Ivan Nagel: Patriotismus mit Faschingselementen ist erfreulich

28.06.2006
Der Theaterkritiker, Intendant und Essayist Ivan Nagel hat Verständnis für die Präsenz deutscher Fahnen im derzeitigen Fußballfieber gezeigt. Patriotismus, solange er Elemente des Faschings trage, sei eine erfreuliche Erscheinung, sagte Nagel im Deutschlandradio Kultur. "Ich finde es lustig, solange es nicht nur die deutsche Fahne ist", äußerte er. Ihm seien die Restaurants am liebsten, in denen die Fahnen mehrerer Länder auf den Tischen stehen würden.
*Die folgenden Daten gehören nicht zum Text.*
//! Dict demo entrypoint.
//!
//! Runs one peer against an in-memory log: writes a profile field by field, shows the field roots
//! piling up, squeezes them into one message, then injects an out-of-band branch the way a
//! lagging replica would and reports how ghost eligibility and squeeze potential react.
//!
//! Usage: `tangle-dict [ghost-span]` (falls back to `TANGLE_DICT_GHOST_SPAN`, then 32).

use std::env;
use std::sync::Arc;

use anyhow::{Context, Result};
use serde_json::json;
use tracing::info;
use tracing_subscriber::EnvFilter;

use tangle_dict::classify::to_domain;
use tangle_dict::{Dict, DictConfig, MemoryStore, Msg, MsgId, MsgStore, Record};

fn fields(value: serde_json::Value) -> Record {
    value.as_object().cloned().unwrap_or_default()
}

#[tokio::main]
async fn main() -> Result<()> {
    tracing_subscriber::fmt()
        .with_env_filter(EnvFilter::try_from_default_env().unwrap_or_else(|_| EnvFilter::new("info")))
        .init();

    let mut config = DictConfig::from_env();
    if let Some(span) = env::args().nth(1) {
        config.ghost_span = span.parse().context("ghost span must be an integer")?;
    }

    let store = Arc::new(MemoryStore::new());
    let dict = Dict::new(store.clone(), config)?;
    let alice = MsgId::digest(b"alice");
    dict.load(alice).await?;

    dict.update("profile", fields(json!({ "name": "alice" }))).await?;
    dict.update("profile", fields(json!({ "age": 20 }))).await?;
    let redundant = dict.update("profile", fields(json!({ "name": "alice" }))).await?;
    info!(redundant, "rewrote an unchanged field");
    for age in 21..=23 {
        dict.update("profile", fields(json!({ "age": age }))).await?;
    }

    info!(
        record = %json!(dict.read(&alice, "profile")),
        potential = dict.squeeze_potential("profile")?,
        "before squeeze"
    );
    let squeezed = dict.squeeze("profile").await?;
    info!(squeezed, roots = ?dict.field_roots("profile"), "after squeeze");

    let feed = dict.feed_id("profile")?;
    let tangle = store.tangle(&feed).context("profile tangle missing")?;
    for id in tangle.topo_sort() {
        info!(
            msg = %id.short(),
            depth = tangle.depth(&id).unwrap_or_default(),
            ghostable = dict.is_ghostable(&id, &feed)?,
            "ghost check"
        );
    }

    // A replica that only ever saw the moot writes concurrently.
    let branch = Msg::update_on(
        alice,
        to_domain("profile"),
        [feed].into_iter().collect(),
        json!({ "update": { "age": 2 }, "supersedes": [] }),
    );
    let branch_id = store.add(branch)?;
    dict.learned("profile", &branch_id).await?;

    info!(
        record = %json!(dict.read(&alice, "profile")),
        roots = ?dict.field_roots("profile"),
        min_required_depth = dict.min_required_depth(&feed)?,
        potential = dict.squeeze_potential("profile")?,
        "after out-of-band branch"
    );

    dict.close();
    Ok(())
}
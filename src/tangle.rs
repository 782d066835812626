//! Causal message tangle.
//!
//! A tangle is the DAG of every message sharing one moot. Each message names the tips it built
//! on, so the graph only ever grows: ingesting a message adds one node and its edges to
//! predecessors, never rewrites anything.
//!
//! Concurrency is explicit. Two messages written on the same tips without knowledge of each other
//! both become tips, and neither `precedes` the other until a later message joins them.
//!
//! Every peer must agree on one total order for folding, so [`Tangle::topo_sort`] orders by depth
//! and breaks ties by message ID. Depth strictly increases along every edge, which makes that order
//! a valid linearisation of the partial order.

use std::collections::{BTreeSet, HashMap};

use petgraph::algo::has_path_connecting;
use petgraph::graph::NodeIndex;
use petgraph::stable_graph::StableDiGraph;

use crate::error::TangleError;
use crate::msg::{Msg, MsgId};

#[derive(Debug, Clone)]
pub struct Tangle {
    root: MsgId,
    /// Nodes are message IDs, edges point from a message to its predecessors.
    graph: StableDiGraph<MsgId, ()>,
    index_map: HashMap<MsgId, NodeIndex>,
    depths: HashMap<MsgId, u64>,
    /// Messages with no known successor.
    tips: BTreeSet<MsgId>,
    max_depth: u64,
}

impl Tangle {
    /// Creates an empty tangle that will accept `root` as its moot.
    pub fn new(root: MsgId) -> Self {
        Self {
            root,
            graph: StableDiGraph::new(),
            index_map: HashMap::new(),
            depths: HashMap::new(),
            tips: BTreeSet::new(),
            max_depth: 0,
        }
    }

    pub fn root(&self) -> MsgId {
        self.root
    }

    pub fn contains(&self, id: &MsgId) -> bool {
        self.index_map.contains_key(id)
    }

    /// Number of messages, moot included.
    pub fn size(&self) -> usize {
        self.index_map.len()
    }

    pub fn is_empty(&self) -> bool {
        self.index_map.is_empty()
    }

    pub fn tips(&self) -> &BTreeSet<MsgId> {
        &self.tips
    }

    pub fn depth(&self, id: &MsgId) -> Option<u64> {
        self.depths.get(id).copied()
    }

    pub fn max_depth(&self) -> u64 {
        self.max_depth
    }

    /// Adds a message given its direct predecessors.
    ///
    /// Returns `Ok(false)` when the message is already present, so replaying a message is harmless.
    pub fn add(&mut self, id: MsgId, prev: &BTreeSet<MsgId>) -> Result<bool, TangleError> {
        if self.contains(&id) {
            return Ok(false);
        }

        let depth = if id == self.root {
            if !prev.is_empty() {
                return Err(TangleError::RootWithParents);
            }
            0
        } else {
            if prev.is_empty() {
                return Err(TangleError::MissingParent(self.root));
            }
            let mut max_prev = 0;
            for parent in prev {
                let parent_depth = self
                    .depths
                    .get(parent)
                    .ok_or(TangleError::MissingParent(*parent))?;
                max_prev = max_prev.max(*parent_depth);
            }
            max_prev + 1
        };

        let node = self.graph.add_node(id);
        self.index_map.insert(id, node);
        self.depths.insert(id, depth);
        for parent in prev {
            if let Some(parent_idx) = self.index_map.get(parent) {
                self.graph.add_edge(node, *parent_idx, ());
            }
        }

        self.tips.retain(|tip| !prev.contains(tip));
        self.tips.insert(id);
        self.max_depth = self.max_depth.max(depth);

        Ok(true)
    }

    /// Adds a message, checking that it actually belongs to this tangle.
    pub fn add_msg(&mut self, id: MsgId, msg: &Msg) -> Result<bool, TangleError> {
        match &msg.tangle {
            None => {
                if id != self.root {
                    return Err(TangleError::RootMismatch {
                        expected: self.root,
                        found: id,
                    });
                }
                self.add(id, &BTreeSet::new())
            }
            Some(link) => {
                if link.root != self.root {
                    return Err(TangleError::RootMismatch {
                        expected: self.root,
                        found: link.root,
                    });
                }
                self.add(id, &link.prev)
            }
        }
    }

    /// Deterministic topological order: ascending depth, ties broken by message ID.
    pub fn topo_sort(&self) -> Vec<MsgId> {
        let mut ids: Vec<MsgId> = self.index_map.keys().copied().collect();
        ids.sort_by_key(|id| (self.depths[id], *id));
        ids
    }

    /// True iff `a` is a strict ancestor of `b`.
    pub fn precedes(&self, a: &MsgId, b: &MsgId) -> bool {
        if a == b {
            return false;
        }
        match (self.index_map.get(a), self.index_map.get(b)) {
            // Edges point backwards in time, so walk from `b` towards `a`.
            (Some(a_idx), Some(b_idx)) => has_path_connecting(&self.graph, *b_idx, *a_idx, None),
            _ => false,
        }
    }
}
Nagel, der heute seinen 75. Geburtstag feiert, plädierte für eine offene Haltung der Gesellschaft gegenüber Migranten: "Ich glaube, dass man wieder zu einer vernünftigeren Einstellung kommen sollte", erklärte er. Die Gesellschaft sollte von der fremden Begabung, der Mischung der Kulturen und dem besonderen Ehrgeiz der Migranten mehr Gebrauch machen.

Kritisch äußerte sich Nagel über das Gegenwartstheater, das eine schwierige Zeit durchlebe. In den sechziger und siebziger Jahren hätten Publikum, Künstler und Kritik sehr viel vom Theater erwartet. Das sei heute nicht mehr so, weil die Theatermacher selbst nicht mehr an ihr Medium glaubten. "Man muss erst mal das Selbstvertrauen haben, dass man Wichtiges zu sagen hat und dass man alles dransetzen muss, um dieses Wichtige in sich zu finden und dann in Kunst zu verwandeln", sagte Nagel.